Julia Golding won the second £1,000 Ottakar’s Children’s Book Prize for her debut novel, The Diamond of Drury Lane, and hopes to reawaken interest in historical novels for children. “It’s a dream come true,” she told the Independent. Maybe now is the time for a historical children’s book. We’ve had a lot of fantasy.”
The book tells the story of Cat Royal, who was found on the steps of the Theatre Royal on Drury Lane in January 1780 by the theatre owner, Mr Sheridan.
Surprise, surprise – it has contemporary relevance. Julia Golding works for Oxfam, where she joined a UN campaign to reduce the number of arms in the Third World and their impact on children.
“We have so many cushions, such as the health service. There was none of that for my character, which is the situation facing many children today. Life is tough for most children around the world, and that’s how my characters found it.”
“I’m particularly interested in how people cope with historical moments in our life. I was thinking about the French Revolution and what was happening in London at that time, when to be outspoken could be a death sentence. It’s not intended to be didactic, but there’s a keen interest in politics which informed the book.”
I like her.
The shortlist also included:
The Boy in the Striped Pyjamas by John Boyne (Random House)
Shakespeare’s Secret by Elise Broach (Walker)
The Quantum Prophecy by Michael Carroll (Harper Collins)
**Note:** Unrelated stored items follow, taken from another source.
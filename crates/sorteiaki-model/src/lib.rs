#![forbid(unsafe_code)]
//! Raffle domain records.
//!
//! Identifiers are validated on construction and on deserialization, so a
//! [`Participant`] can never carry an empty id.
//!
//! ```compile_fail
//! use sorteiaki_model::EngagementType;
//!
//! fn exhaustive_match(kind: EngagementType) -> &'static str {
//!     match kind {
//!         EngagementType::Comments => "c",
//!         EngagementType::Likes => "l",
//!     }
//! }
//! ```

mod media;
mod participant;
mod result;
mod settings;
mod source;
mod state;
mod validation;

pub use media::{MediaId, MediaItem, MediaType};
pub use participant::{Participant, ParticipantId, PARTICIPANT_ID_MAX_LEN};
pub use result::{RaffleResult, RunId, VERIFICATION_TOKEN_PREFIX};
pub use settings::{EngagementType, RaffleSettings, MAX_MIN_MENTIONS};
pub use source::RaffleSource;
pub use state::RaffleState;
pub use validation::ValidationError;

pub const CRATE_NAME: &str = "sorteiaki-model";
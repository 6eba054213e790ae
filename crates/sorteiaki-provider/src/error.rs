use std::fmt;

use sorteiaki_core::ErrorCode;

#[derive(Debug, Clone, PartialEq, Eq)]
#[non_exhaustive]
pub enum ProviderError {
    /// The platform does not expose the requested engagement data.
    Unsupported(String),
    NotAuthenticated,
    NoBusinessAccount,
    Io(String),
    Http(String),
    Decode(String),
    /// A paged listing had more pages than the configured cap.
    Truncated { listing: String, pages: usize },
}

impl ProviderError {
    /// Errors a draw must surface instead of continuing with an empty pool.
    #[must_use]
    pub const fn is_fatal_for_draw(&self) -> bool {
        matches!(self, Self::Unsupported(_) | Self::Truncated { .. })
    }

    #[must_use]
    pub const fn code(&self) -> ErrorCode {
        match self {
            Self::Unsupported(_) | Self::NoBusinessAccount => ErrorCode::ValidationError,
            Self::NotAuthenticated => ErrorCode::UsageError,
            Self::Io(_) | Self::Http(_) | Self::Decode(_) | Self::Truncated { .. } => {
                ErrorCode::ProviderFailure
            }
        }
    }
}

impl fmt::Display for ProviderError {
    fn fmt(&self, f: &mut fmt::Formatter<'_>) -> fmt::Result {
        match self {
            Self::Unsupported(what) => write!(f, "unsupported by provider: {what}"),
            Self::NotAuthenticated => f.write_str("no access token available"),
            Self::NoBusinessAccount => {
                f.write_str("no instagram business account linked to the user's pages")
            }
            Self::Io(msg) => write!(f, "provider io error: {msg}"),
            Self::Http(msg) => write!(f, "provider http error: {msg}"),
            Self::Decode(msg) => write!(f, "provider decode error: {msg}"),
            Self::Truncated { listing, pages } => {
                write!(f, "{listing} listing still paging after {pages} pages")
            }
        }
    }
}

impl std::error::Error for ProviderError {}
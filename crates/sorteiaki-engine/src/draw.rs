use rand::Rng;
use sorteiaki_core::{ClockPort, SystemClock};
use sorteiaki_model::{Participant, RaffleResult, RaffleSettings, RaffleSource, RunId};
use tracing::{info, warn};

use crate::{compute_verification_token, filter_participants, select_winners_with, EngineError};

/// Hex digits of the random suffix that keeps run ids unique within one
/// millisecond.
pub const RUN_NONCE_HEX_LEN: usize = 8;

#[derive(Debug, Clone, PartialEq, Eq)]
pub enum DrawOutcome {
    /// Nobody survived filtering; no result was produced.
    NoEligibleParticipants { raw_count: usize },
    Drawn {
        result: RaffleResult,
        raw_count: usize,
        eligible_count: usize,
    },
}

impl DrawOutcome {
    #[must_use]
    pub fn result(&self) -> Option<&RaffleResult> {
        match self {
            Self::NoEligibleParticipants { .. } => None,
            Self::Drawn { result, .. } => Some(result),
        }
    }
}

/// Runs one complete raffle: filter, select, timestamp and token.
///
/// Manual pools skip the filter pipeline. `raw` is never modified.
pub fn draw<C, R>(
    source: &RaffleSource,
    raw: &[Participant],
    settings: &RaffleSettings,
    clock: &C,
    rng: &mut R,
) -> Result<DrawOutcome, EngineError>
where
    C: ClockPort + ?Sized,
    R: Rng + ?Sized,
{
    let raw_count = raw.len();
    let eligible = match source {
        RaffleSource::Manual => raw.to_vec(),
        RaffleSource::Platform { .. } => filter_participants(raw, settings),
    };
    if eligible.is_empty() {
        warn!(raw_count, "no eligible participants");
        return Ok(DrawOutcome::NoEligibleParticipants { raw_count });
    }

    let winners = select_winners_with(&eligible, settings.effective_winners_count(), rng);
    let timestamp = clock.now_millis().map_err(EngineError::Clock)?;
    let nonce: u32 = rng.random();
    let run_id = RunId::parse(&format!(
        "{}-{timestamp}-{nonce:0width$x}",
        source.run_id_prefix(),
        width = RUN_NONCE_HEX_LEN
    ))
    .map_err(EngineError::InvalidRunId)?;
    let verification_hash = compute_verification_token(&winners, timestamp);

    info!(
        run_id = %run_id,
        raw_count,
        eligible_count = eligible.len(),
        winners = winners.len(),
        token = %verification_hash,
        "raffle drawn"
    );

    let result = RaffleResult::new(
        run_id,
        timestamp,
        source.media().cloned(),
        settings.clone(),
        winners,
        verification_hash,
    );
    Ok(DrawOutcome::Drawn {
        result,
        raw_count,
        eligible_count: eligible.len(),
    })
}

/// [`draw`] against the system clock and the thread-local CSPRNG.
pub fn draw_now(
    source: &RaffleSource,
    raw: &[Participant],
    settings: &RaffleSettings,
) -> Result<DrawOutcome, EngineError> {
    draw(source, raw, settings, &SystemClock, &mut rand::rng())
}
// SPDX-License-Identifier: Apache-2.0

use std::collections::HashSet;
use std::sync::LazyLock;

use regex::Regex;
use sorteiaki_model::{EngagementType, Participant, RaffleSettings};
use tracing::debug;

// Handles are ASCII word characters only.
static MENTION: LazyLock<Regex> =
    LazyLock::new(|| Regex::new(r"@[A-Za-z0-9_]+").expect("mention pattern compiles"));

/// Number of `@handle` tokens in `content`.
#[must_use]
pub fn count_mentions(content: &str) -> usize {
    MENTION.find_iter(content).count()
}

/// Reduces `raw` to the participants eligible under `settings`.
///
/// Only comment pools are filtered; like pools come back unchanged. Stages run
/// in a fixed order (dedup, keyword, mentions) and the input order is kept.
#[must_use]
pub fn filter_participants(raw: &[Participant], settings: &RaffleSettings) -> Vec<Participant> {
    if settings.engagement_type != EngagementType::Comments {
        debug!(
            engagement = %settings.engagement_type,
            raw = raw.len(),
            "content filters skipped"
        );
        return raw.to_vec();
    }

    let mut eligible: Vec<&Participant> = raw.iter().collect();

    if !settings.allow_duplicates {
        let before = eligible.len();
        let mut seen: HashSet<&str> = HashSet::with_capacity(before);
        eligible.retain(|p| seen.insert(p.username.as_str()));
        debug!(before, after = eligible.len(), "dedup by username");
    }

    if let Some(keyword) = settings.keyword() {
        let before = eligible.len();
        let needle = keyword.to_lowercase();
        eligible.retain(|p| {
            p.content
                .as_deref()
                .is_some_and(|c| c.to_lowercase().contains(&needle))
        });
        debug!(before, after = eligible.len(), keyword, "keyword filter");
    }

    if settings.min_mentions > 0 {
        let before = eligible.len();
        let min = usize::try_from(settings.min_mentions).unwrap_or(usize::MAX);
        eligible.retain(|p| p.content.as_deref().map_or(0, count_mentions) >= min);
        debug!(before, after = eligible.len(), min, "mention filter");
    }

    eligible.into_iter().cloned().collect()
}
Gregor and the Rats of Underland by Suzanne Collins (Chicken House )
Jack Slater Monster Investigator by John Doghety (Random House)
Ralph the Magic Rabbit by Adam Frost (Macmillan)
The Lottery by Beth Goobie (Faber)
North Child by Edith Pattou (Usborne)
Spymice by Heather Vogel Frederick (Penguin)
No message intended
“You are mistaken when you think that everything in the books ‘represents’ something in the world,” CS Lewis once wrote to a group of schoolchildren. “Things do that in The Pilgrim’s Progress but I’m not writing that way.”